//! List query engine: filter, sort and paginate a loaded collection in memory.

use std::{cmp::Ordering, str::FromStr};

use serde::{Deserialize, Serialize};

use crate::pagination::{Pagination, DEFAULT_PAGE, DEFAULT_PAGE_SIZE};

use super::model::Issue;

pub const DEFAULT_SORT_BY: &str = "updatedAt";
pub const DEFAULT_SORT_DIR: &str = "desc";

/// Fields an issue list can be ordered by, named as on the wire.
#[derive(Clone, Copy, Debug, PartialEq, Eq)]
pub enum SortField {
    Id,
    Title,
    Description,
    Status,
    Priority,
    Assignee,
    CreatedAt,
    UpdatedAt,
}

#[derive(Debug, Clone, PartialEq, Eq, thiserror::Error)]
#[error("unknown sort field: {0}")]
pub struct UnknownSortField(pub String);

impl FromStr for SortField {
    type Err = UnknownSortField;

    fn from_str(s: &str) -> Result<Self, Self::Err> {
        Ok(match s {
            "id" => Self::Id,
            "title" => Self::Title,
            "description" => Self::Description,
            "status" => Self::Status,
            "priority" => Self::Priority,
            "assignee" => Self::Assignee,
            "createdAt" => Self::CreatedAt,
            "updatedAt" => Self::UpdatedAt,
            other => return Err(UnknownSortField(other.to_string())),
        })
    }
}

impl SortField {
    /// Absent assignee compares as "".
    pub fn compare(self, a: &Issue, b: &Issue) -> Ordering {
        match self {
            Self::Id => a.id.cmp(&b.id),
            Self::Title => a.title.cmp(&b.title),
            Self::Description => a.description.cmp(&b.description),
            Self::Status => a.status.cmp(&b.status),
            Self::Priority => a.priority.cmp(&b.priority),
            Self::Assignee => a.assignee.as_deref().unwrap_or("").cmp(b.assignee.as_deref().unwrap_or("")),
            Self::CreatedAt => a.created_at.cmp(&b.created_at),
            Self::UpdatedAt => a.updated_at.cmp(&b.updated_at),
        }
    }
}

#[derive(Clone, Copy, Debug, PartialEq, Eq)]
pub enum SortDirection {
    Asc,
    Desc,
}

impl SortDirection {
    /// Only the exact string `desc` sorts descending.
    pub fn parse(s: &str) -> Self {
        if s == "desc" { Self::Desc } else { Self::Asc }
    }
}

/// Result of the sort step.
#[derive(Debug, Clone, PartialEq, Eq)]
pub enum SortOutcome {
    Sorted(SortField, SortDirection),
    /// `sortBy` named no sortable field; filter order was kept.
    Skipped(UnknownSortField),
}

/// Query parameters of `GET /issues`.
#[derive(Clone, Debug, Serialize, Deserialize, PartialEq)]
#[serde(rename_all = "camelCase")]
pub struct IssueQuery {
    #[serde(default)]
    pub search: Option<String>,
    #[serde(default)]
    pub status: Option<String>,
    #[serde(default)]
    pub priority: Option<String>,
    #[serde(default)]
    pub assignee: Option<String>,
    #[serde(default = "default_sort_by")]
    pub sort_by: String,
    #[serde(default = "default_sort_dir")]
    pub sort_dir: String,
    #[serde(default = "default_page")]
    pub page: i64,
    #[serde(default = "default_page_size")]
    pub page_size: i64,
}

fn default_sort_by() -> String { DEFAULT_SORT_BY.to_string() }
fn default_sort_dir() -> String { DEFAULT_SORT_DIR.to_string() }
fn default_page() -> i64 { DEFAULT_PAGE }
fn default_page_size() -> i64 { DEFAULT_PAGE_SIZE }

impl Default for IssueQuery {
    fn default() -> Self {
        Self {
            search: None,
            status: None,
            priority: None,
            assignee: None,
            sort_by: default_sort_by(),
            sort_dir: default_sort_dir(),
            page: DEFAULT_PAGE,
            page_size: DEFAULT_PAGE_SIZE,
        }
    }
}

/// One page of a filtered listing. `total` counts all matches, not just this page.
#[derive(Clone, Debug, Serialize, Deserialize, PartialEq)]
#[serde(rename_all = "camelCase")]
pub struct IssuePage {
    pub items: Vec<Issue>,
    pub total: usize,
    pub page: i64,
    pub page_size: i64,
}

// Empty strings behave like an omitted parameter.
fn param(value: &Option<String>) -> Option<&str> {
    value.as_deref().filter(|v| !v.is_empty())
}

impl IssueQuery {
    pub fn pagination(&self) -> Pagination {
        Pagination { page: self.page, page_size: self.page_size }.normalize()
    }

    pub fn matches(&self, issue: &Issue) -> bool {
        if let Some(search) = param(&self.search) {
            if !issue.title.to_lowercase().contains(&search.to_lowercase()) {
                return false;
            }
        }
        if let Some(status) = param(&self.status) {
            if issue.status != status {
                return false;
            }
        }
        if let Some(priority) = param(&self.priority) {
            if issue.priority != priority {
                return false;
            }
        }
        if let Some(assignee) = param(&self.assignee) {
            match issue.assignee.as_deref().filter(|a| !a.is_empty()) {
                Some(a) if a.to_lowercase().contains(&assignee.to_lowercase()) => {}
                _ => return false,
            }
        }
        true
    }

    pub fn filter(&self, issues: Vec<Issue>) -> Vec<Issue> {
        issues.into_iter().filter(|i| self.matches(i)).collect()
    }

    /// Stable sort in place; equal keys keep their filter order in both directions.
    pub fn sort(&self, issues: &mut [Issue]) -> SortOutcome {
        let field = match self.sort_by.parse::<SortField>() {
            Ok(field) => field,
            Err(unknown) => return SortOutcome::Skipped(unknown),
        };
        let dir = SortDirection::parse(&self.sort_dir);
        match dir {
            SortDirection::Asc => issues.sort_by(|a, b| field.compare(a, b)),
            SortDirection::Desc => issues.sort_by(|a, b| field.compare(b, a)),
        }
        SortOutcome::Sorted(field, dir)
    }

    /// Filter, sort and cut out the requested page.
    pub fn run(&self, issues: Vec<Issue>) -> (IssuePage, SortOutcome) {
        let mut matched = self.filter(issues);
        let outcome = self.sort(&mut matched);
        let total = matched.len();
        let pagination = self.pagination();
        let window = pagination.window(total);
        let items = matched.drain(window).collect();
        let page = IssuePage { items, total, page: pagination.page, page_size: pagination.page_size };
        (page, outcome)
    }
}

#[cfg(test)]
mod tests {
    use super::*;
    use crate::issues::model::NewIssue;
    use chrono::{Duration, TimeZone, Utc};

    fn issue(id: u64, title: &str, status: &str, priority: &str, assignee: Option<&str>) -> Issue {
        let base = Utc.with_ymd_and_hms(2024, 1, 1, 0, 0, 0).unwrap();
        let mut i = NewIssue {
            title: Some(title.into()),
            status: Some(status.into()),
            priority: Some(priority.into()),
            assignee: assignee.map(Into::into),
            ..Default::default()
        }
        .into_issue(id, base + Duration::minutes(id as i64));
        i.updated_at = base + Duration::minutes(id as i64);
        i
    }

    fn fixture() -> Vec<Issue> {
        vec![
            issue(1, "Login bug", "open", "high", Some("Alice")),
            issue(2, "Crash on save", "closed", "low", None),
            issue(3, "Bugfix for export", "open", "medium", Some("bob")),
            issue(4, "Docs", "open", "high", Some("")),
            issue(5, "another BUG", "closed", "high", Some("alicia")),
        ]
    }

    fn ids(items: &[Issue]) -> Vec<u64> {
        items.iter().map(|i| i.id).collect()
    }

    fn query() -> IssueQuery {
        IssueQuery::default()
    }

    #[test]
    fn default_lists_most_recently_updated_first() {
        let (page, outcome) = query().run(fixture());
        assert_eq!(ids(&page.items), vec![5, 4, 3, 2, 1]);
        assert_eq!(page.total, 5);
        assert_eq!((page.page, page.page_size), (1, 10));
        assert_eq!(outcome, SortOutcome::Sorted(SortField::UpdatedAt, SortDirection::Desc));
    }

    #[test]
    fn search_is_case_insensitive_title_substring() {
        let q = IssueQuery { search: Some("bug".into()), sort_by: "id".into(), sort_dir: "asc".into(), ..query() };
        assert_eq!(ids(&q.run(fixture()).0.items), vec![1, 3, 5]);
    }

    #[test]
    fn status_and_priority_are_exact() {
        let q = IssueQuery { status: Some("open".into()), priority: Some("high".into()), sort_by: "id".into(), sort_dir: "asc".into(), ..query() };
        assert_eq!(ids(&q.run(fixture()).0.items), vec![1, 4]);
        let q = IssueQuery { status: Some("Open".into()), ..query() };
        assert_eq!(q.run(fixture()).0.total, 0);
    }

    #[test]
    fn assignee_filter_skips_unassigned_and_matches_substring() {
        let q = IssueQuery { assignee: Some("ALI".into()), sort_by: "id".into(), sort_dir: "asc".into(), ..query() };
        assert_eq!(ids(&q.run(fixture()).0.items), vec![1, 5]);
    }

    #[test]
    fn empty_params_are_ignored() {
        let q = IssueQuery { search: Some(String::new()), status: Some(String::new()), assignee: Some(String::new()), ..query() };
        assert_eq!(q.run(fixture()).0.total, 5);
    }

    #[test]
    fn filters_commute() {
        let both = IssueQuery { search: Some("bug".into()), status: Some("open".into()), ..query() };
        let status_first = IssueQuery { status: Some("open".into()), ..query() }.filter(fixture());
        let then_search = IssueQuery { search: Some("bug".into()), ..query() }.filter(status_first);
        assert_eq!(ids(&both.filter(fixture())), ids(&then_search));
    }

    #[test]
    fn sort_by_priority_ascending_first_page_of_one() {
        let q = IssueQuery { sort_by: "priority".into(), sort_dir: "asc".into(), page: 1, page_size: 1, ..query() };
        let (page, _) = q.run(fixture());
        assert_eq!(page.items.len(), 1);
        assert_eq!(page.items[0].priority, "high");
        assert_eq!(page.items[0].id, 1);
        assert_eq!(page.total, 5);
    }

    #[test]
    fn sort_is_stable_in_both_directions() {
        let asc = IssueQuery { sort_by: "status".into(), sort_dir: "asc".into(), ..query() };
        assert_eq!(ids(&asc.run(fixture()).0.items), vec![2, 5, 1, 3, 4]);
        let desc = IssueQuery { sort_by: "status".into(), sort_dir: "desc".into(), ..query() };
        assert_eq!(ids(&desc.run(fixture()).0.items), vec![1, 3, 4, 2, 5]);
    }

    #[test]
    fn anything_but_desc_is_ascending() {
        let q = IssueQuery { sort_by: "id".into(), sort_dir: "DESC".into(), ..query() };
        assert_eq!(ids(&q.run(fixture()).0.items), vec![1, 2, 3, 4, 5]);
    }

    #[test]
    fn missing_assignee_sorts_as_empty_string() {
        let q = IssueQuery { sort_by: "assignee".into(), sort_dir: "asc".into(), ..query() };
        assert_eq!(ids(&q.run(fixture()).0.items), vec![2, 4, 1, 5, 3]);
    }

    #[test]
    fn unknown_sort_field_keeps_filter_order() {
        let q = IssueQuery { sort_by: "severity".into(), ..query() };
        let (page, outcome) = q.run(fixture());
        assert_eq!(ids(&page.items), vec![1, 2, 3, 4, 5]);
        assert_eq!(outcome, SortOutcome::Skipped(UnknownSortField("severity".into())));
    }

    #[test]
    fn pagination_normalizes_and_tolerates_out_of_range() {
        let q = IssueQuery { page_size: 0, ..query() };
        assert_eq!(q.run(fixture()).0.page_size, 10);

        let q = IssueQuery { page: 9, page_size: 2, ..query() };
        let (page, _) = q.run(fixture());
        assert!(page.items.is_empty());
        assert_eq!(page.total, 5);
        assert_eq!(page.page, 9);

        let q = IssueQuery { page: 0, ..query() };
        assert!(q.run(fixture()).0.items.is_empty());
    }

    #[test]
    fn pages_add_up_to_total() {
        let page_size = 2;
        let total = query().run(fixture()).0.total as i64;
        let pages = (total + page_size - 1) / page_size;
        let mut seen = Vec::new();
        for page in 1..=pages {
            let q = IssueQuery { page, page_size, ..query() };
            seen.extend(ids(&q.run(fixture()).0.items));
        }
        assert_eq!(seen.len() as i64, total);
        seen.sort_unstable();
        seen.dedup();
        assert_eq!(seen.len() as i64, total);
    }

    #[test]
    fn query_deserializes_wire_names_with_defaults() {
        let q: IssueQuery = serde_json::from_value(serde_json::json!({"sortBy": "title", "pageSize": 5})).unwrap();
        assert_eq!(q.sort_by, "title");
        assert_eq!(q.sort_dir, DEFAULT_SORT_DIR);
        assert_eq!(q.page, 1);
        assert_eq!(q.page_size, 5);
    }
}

──────────

• _ABOUT THIS TASK_
Only lines that include "sortBy" belong in the answer; return them from the entries above.

• _ANSWER SPACE_
    /// `sortBy` named no sortable field; filter order was kept.
        let q: IssueQuery = serde_json::from_value(serde_json::json!({"sortBy": "title", "pageSize": 5})).unwrap();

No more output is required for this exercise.